Self-Managed Super Woes

While there are many lessons to be learned from the collapse of the Shield and First Guardian funds that swallowed more than $1 billion of Australian’s superannuation money, key among them is the use of SMSFs.
JB
John Beveridge
·3 min read
Self-Managed Super Woes

While there are many lessons to be learned from the collapse of the Shield and First Guardian funds that swallowed more than $1 billion of Australian’s superannuation money, key among them is the use of self-managed superannuation funds (SMSFs).

When it comes to hard sales work and lead generation in trying to convince people to switch investments, SMSFs are undoubtedly front and centre of much of this potentially dodgy activity.

There are good reasons why SMSFs are superficially attractive: they deliver full control over investments, they can centralise family super investments, and they can keep beneficiaries fully engaged with what is happening with their investments.

ASIC Warns of Terrible Advice

However, some recent research by the Australian Securities and Investments Commission (ASIC) should be compulsory and very uncomfortable reading for anyone contemplating setting up an SMSF.

ASIC found that far too many people are being encouraged to set up SMSFs they don’t need, with plenty of money being quietly siphoned off through fees, commissions and property deals.

The people getting caught up in it are usually the ones who can least afford to take those risks, and the least likely to realise what they’ve signed up for until years later, when the fees have piled up and the investments haven’t performed as well as a simpler, lower-cost option – or worse, when those investments implode.

Not Even Basic Best Interests Met

ASIC’s review examined 100 real-life advice files from 12 higher-risk advice businesses.

The results were nothing short of disastrous with 62 advisers failing to meet the best interests duty – the most basic rule of financial advice.

Twenty-seven cases showed a serious risk of client harm, with only 38 out of 100 meeting the legal standard.

These results are precisely the sort of self-interested behaviour that was implicated in the Shield and First Guardian collapses, with people being funnelled into retail investment platforms and into managed funds that benefit promoters and advisers.

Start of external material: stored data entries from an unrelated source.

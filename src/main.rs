//! azcost - Azure cost and forecast by resource
//!
//! Reports current cost, forecast and retail prices for the resources of a
//! resource group, using the Cost Management and Retail Prices APIs.
//!
//! ## Usage
//!
//! ```bash
//! # Cost of every resource in a resource group (current billing month)
//! azcost cost-by-resource -r rg-web
//!
//! # One resource, last month, amortized, without meter breakdown
//! azcost cost-by-resource -r rg-web -i /subscriptions/.../vm1 -t TheLastMonth -m AmortizedCost --exclude-meter-details
//!
//! # Custom period, only resources tagged env=prod, as JSON
//! azcost cost-by-resource -r rg-web -t Custom --from 2024-01-01 --to 2024-01-31 --filter "env=prod" --json
//!
//! # Retail prices for a meter
//! azcost price-by-resource --service "Virtual Machines" --meter "B1s" --location westeurope
//! ```

mod discovery;
mod render;

use std::path::PathBuf;
use std::process::ExitCode;
use std::sync::Arc;

use anyhow::{Context, Result, anyhow};
use azcost_api::{AzCliTokenProvider, CostManagementClient, RetailPriceClient};
use azcost_core::{LogGuard, Settings, init_logging};
use azcost_cost::{
    CostRetriever, DetailMode, FilterExpression, MeterKey, MetricType, QueryOptions, ReportRequest,
    Timeframe, UNKNOWN_LOCATION, find_price, parse_filter_arg, price_filter,
};
use chrono::{Datelike, Months, NaiveDate, Utc};
use clap::{Args, Parser, Subcommand};
use tracing::{error, info};

use crate::discovery::AzCli;

/// Azure cost, forecast and retail prices by resource
#[derive(Parser, Debug)]
#[command(name = "azcost")]
#[command(author, version, about, long_about = None)]
struct Cli {
    /// Enable debug logging
    #[arg(long, global = true)]
    debug: bool,

    /// Directory for log files (defaults to ~/.azcost/logs/)
    #[arg(long, global = true)]
    log_dir: Option<PathBuf>,

    /// Settings file (defaults to ~/.azcost/config.yaml)
    #[arg(long, global = true)]
    config: Option<PathBuf>,

    #[command(subcommand)]
    command: Command,
}

#[derive(Subcommand, Debug)]
enum Command {
    /// Current cost and forecast per resource, with retail prices per meter
    CostByResource(CostByResourceArgs),

    /// Retail prices for a service meter
    PriceByResource(PriceByResourceArgs),
}

#[derive(Args, Debug)]
struct CostByResourceArgs {
    /// Subscription id (defaults to the Azure CLI's active subscription)
    #[arg(short = 's', long)]
    subscription: Option<String>,

    /// Resource group whose resources are reported
    #[arg(short = 'r', long, required_unless_present = "resource_id")]
    resource_group: Option<String>,

    /// Report a single resource instead of the whole group
    #[arg(short = 'i', long)]
    resource_id: Option<String>,

    /// BillingMonthToDate, Custom, MonthToDate, TheLastBillingMonth, TheLastMonth or WeekToDate
    #[arg(short = 't', long, default_value_t = Timeframe::BillingMonthToDate)]
    timeframe: Timeframe,

    /// Start date for a Custom timeframe (defaults to the first day of the previous month)
    #[arg(long)]
    from: Option<NaiveDate>,

    /// End date for a Custom timeframe (defaults to today)
    #[arg(long)]
    to: Option<NaiveDate>,

    /// ActualCost or AmortizedCost
    #[arg(short = 'm', long, default_value_t = MetricType::ActualCost)]
    metric: MetricType,

    /// One row per resource instead of one per meter
    #[arg(long)]
    exclude_meter_details: bool,

    /// Extra dimension or tag filter, e.g. "ResourceLocation=westeurope;northeurope" (repeatable)
    #[arg(long = "filter", value_name = "NAME=V1;V2")]
    filters: Vec<String>,

    /// Print the report as JSON
    #[arg(long)]
    json: bool,
}

#[derive(Args, Debug)]
struct PriceByResourceArgs {
    /// Service name, e.g. "Virtual Machines"
    #[arg(long)]
    service: String,

    /// Meter name, e.g. "B1s"
    #[arg(long)]
    meter: String,

    /// ARM region; "Unknown" matches every region
    #[arg(long, default_value = UNKNOWN_LOCATION)]
    location: String,

    /// Print the price items as JSON
    #[arg(long)]
    json: bool,
}

#[tokio::main]
async fn main() -> ExitCode {
    let cli = Cli::parse();

    let _guard = match setup_logging(&cli) {
        Ok(guard) => guard,
        Err(e) => {
            eprintln!("Failed to initialize logging: {}", e);
            return ExitCode::from(1);
        }
    };

    match run(cli).await {
        Ok(()) => ExitCode::SUCCESS,
        Err(e) => {
            error!("azcost failed: {:#}", e);
            eprintln!("Error: {:#}", e);
            ExitCode::from(1)
        }
    }
}

fn setup_logging(cli: &Cli) -> azcost_core::Result<LogGuard> {
    init_logging(cli.log_dir.clone(), cli.debug)
}

fn load_settings(path: Option<&std::path::Path>) -> Result<Settings> {
    Settings::load(path).map_err(|e| match e.guidance() {
        Some(hint) => anyhow!("{} ({})", e, hint),
        None => anyhow!(e),
    })
}

async fn run(cli: Cli) -> Result<()> {
    let settings = load_settings(cli.config.as_deref())?;
    info!(version = env!("CARGO_PKG_VERSION"), "Starting azcost");

    match cli.command {
        Command::CostByResource(args) => cost_by_resource(args, &settings).await,
        Command::PriceByResource(args) => price_by_resource(args, &settings).await,
    }
}

/// First day of the month before `today`.
fn first_of_previous_month(today: NaiveDate) -> NaiveDate {
    let first = today.with_day(1).unwrap_or(today);
    first.checked_sub_months(Months::new(1)).unwrap_or(first)
}

impl CostByResourceArgs {
    fn query_options(&self, today: NaiveDate) -> QueryOptions {
        QueryOptions {
            metric: self.metric,
            timeframe: self.timeframe,
            from: Some(self.from.unwrap_or_else(|| first_of_previous_month(today))),
            to: Some(self.to.unwrap_or(today)),
            detail: DetailMode::from_exclude_flag(self.exclude_meter_details),
        }
    }

    /// Query options and filters, rejected here before any command or request runs.
    fn prepare(&self, today: NaiveDate) -> azcost_cost::Result<(QueryOptions, Vec<FilterExpression>)> {
        let options = self.query_options(today);
        options.validate()?;
        let filters = self
            .filters
            .iter()
            .map(|f| parse_filter_arg(f))
            .collect::<azcost_cost::Result<Vec<_>>>()?;
        Ok((options, filters))
    }
}

async fn cost_by_resource(args: CostByResourceArgs, settings: &Settings) -> Result<()> {
    let (options, filters) = args
        .prepare(Utc::now().date_naive())
        .map_err(|e| anyhow!(e.friendly_message()))?;

    let az = AzCli::new();

    let subscription_id = match &args.subscription {
        Some(id) => id.clone(),
        None => az
            .default_subscription()
            .await
            .context("Missing subscription id. Pass --subscription or run 'az login'")?,
    };

    let resource_ids = match (&args.resource_id, &args.resource_group) {
        (Some(id), _) => vec![id.clone()],
        (None, Some(group)) => az
            .resource_ids(&subscription_id, group)
            .await
            .with_context(|| format!("failed to list resources in '{}'", group))?,
        (None, None) => return Err(anyhow!("either --resource-group or --resource-id is required")),
    };
    info!(subscription_id = %subscription_id, resources = resource_ids.len(), "Resolved resources");

    let cost = CostManagementClient::from_settings(settings, Arc::new(AzCliTokenProvider::new()))?;
    let prices = RetailPriceClient::from_settings(settings)?;
    let retriever = CostRetriever::new(cost, prices)
        .with_concurrency(settings.concurrency)
        .with_currency_label(settings.currency_label.clone());

    let request = ReportRequest::new(subscription_id, resource_ids, options).with_filters(filters);

    let report = retriever.run(&request).await.map_err(|e| {
        error!(error = %e, "Cost report failed");
        anyhow!(e.friendly_message())
    })?;

    if args.json {
        println!("{}", serde_json::to_string_pretty(&report)?);
    } else {
        let group = args.resource_group.as_deref().unwrap_or("-");
        print!("{}", render::render_report(&report, group));
    }
    Ok(())
}

async fn price_by_resource(args: PriceByResourceArgs, settings: &Settings) -> Result<()> {
    let key = MeterKey::new(args.location.as_str(), args.service.as_str(), "", args.meter.as_str());
    let filter = price_filter(&key);
    info!(filter = %filter, "Looking up retail prices");

    let client = RetailPriceClient::from_settings(settings)?;
    let items = client
        .prices(&filter)
        .await
        .context("retail price lookup failed")?;

    if args.json {
        println!("{}", serde_json::to_string_pretty(&items)?);
        return Ok(());
    }

    print!("{}", render::render_prices(&items));
    match find_price(&items, &key) {
        Some(best) => println!(
            "\nMatch: {} {} in {} at {} per {}",
            best.service_name,
            best.meter_name,
            best.arm_region_name,
            render::format_amount(best.retail_price),
            best.unit_of_measure
        ),
        None => println!("\nNo exact match for meter '{}'", args.meter),
    }
    Ok(())
}

#[cfg(test)]
mod tests {
    use super::*;

    fn date(y: i32, m: u32, d: u32) -> NaiveDate {
        NaiveDate::from_ymd_opt(y, m, d).unwrap()
    }

    #[test]
    fn test_first_of_previous_month() {
        assert_eq!(first_of_previous_month(date(2024, 3, 15)), date(2024, 2, 1));
        assert_eq!(first_of_previous_month(date(2024, 1, 31)), date(2023, 12, 1));
    }

    #[test]
    fn test_cost_by_resource_defaults() {
        let cli = Cli::try_parse_from(["azcost", "cost-by-resource", "-r", "rg-web"]).unwrap();
        let Command::CostByResource(args) = cli.command else {
            panic!("expected cost-by-resource");
        };
        assert_eq!(args.timeframe, Timeframe::BillingMonthToDate);
        assert_eq!(args.metric, MetricType::ActualCost);
        assert!(!args.exclude_meter_details);

        let options = args.query_options(date(2024, 5, 20));
        assert_eq!(options.from, Some(date(2024, 4, 1)));
        assert_eq!(options.to, Some(date(2024, 5, 20)));
        assert_eq!(options.detail, DetailMode::Detailed);
    }

    #[test]
    fn test_cost_by_resource_options() {
        let cli = Cli::try_parse_from([
            "azcost",
            "--debug",
            "cost-by-resource",
            "-i",
            "/subscriptions/s/resourceGroups/rg/providers/x/vm1",
            "-t",
            "Custom",
            "--from",
            "2024-01-01",
            "--to",
            "2024-01-31",
            "-m",
            "AmortizedCost",
            "--exclude-meter-details",
            "--filter",
            "env=prod",
            "--filter",
            "ResourceLocation=westeurope;northeurope",
        ])
        .unwrap();
        assert!(cli.debug);

        let Command::CostByResource(args) = cli.command else {
            panic!("expected cost-by-resource");
        };
        assert_eq!(args.timeframe, Timeframe::Custom);
        assert_eq!(args.metric, MetricType::AmortizedCost);
        assert_eq!(args.filters.len(), 2);

        let options = args.query_options(date(2024, 5, 20));
        assert_eq!(options.from, Some(date(2024, 1, 1)));
        assert_eq!(options.detail, DetailMode::Aggregated);
        assert!(options.validate().is_ok());
    }

    #[test]
    fn test_inverted_custom_period_fails_before_discovery() {
        let cli = Cli::try_parse_from([
            "azcost",
            "cost-by-resource",
            "-r",
            "rg-web",
            "-t",
            "Custom",
            "--from",
            "2024-02-01",
            "--to",
            "2024-01-01",
        ])
        .unwrap();
        let Command::CostByResource(args) = cli.command else {
            panic!("expected cost-by-resource");
        };

        let err = args.prepare(date(2024, 5, 20)).unwrap_err();
        assert!(err.is_input_error());
    }

    #[test]
    fn test_malformed_filter_fails_before_discovery() {
        let cli = Cli::try_parse_from(["azcost", "cost-by-resource", "-r", "rg", "--filter", "novalue"])
            .unwrap();
        let Command::CostByResource(args) = cli.command else {
            panic!("expected cost-by-resource");
        };

        assert!(args.prepare(date(2024, 5, 20)).is_err());

        let cli = Cli::try_parse_from(["azcost", "cost-by-resource", "-r", "rg", "--filter", "env=prod"])
            .unwrap();
        let Command::CostByResource(args) = cli.command else {
            panic!("expected cost-by-resource");
        };
        let (_, filters) = args.prepare(date(2024, 5, 20)).unwrap();
        assert_eq!(filters.len(), 1);
    }

    #[test]
    fn test_resource_group_or_id_required() {
        assert!(Cli::try_parse_from(["azcost", "cost-by-resource"]).is_err());
    }

    #[test]
    fn test_unknown_timeframe_is_rejected() {
        assert!(Cli::try_parse_from(["azcost", "cost-by-resource", "-r", "rg", "-t", "Yearly"]).is_err());
    }

    #[test]
    fn test_price_by_resource_defaults_to_any_region() {
        let cli = Cli::try_parse_from([
            "azcost",
            "price-by-resource",
            "--service",
            "Virtual Machines",
            "--meter",
            "B1s",
        ])
        .unwrap();
        let Command::PriceByResource(args) = cli.command else {
            panic!("expected price-by-resource");
        };
        assert_eq!(args.location, UNKNOWN_LOCATION);
    }
}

Rather than a highly personalised superannuation fund, those sold into these platforms and SMSFs were on a profitable production line, with every step along the way extracting a fee.

Cookie-Cutter Advice

ASIC clearly showed that some advisers are handing out near-identical advice, designed more for promoting turnover than “building wealth”, which is the usual sales pitch.

In many cases, the clients were not suited to starting an SMSF in the first place.

Many of these SMSFs were set up with a focus on direct property, which is also a source of concentration risk and fee generation.

In 57 of the 100 files that ASIC reviewed, the SMSF involved a direct property purchase, and in 50 cases it included a borrowing arrangement, with advisers sometimes recommending investments tied to their own firms.

Often there are conflicts of interest with advisors, product promotion and asset management which can bring into doubt the priority that should be given to the interest of the client.

Strong Warning

The ASIC report should be a strong warning to anyone considering switching their superannuation into an SMSF, particularly if the impetus for the change is any form of promotion or sales talk.

There are people with the skills, interest, time and motivation to run an SMSF but for many the risks and costs will be greater than the rewards.

Costs for auditing, accounting and investment are such that SMSFs are also most suited to those with substantial balances.

One of the alternatives for those who are keen to run their own super investments is to use one of the many self-managed investment options offered by many of the large superannuation funds.

That allows for the member to choose most or all of their investments with the fund looking after all of the administration and hopefully charging a lower fee than if the member used a pre-mixed option.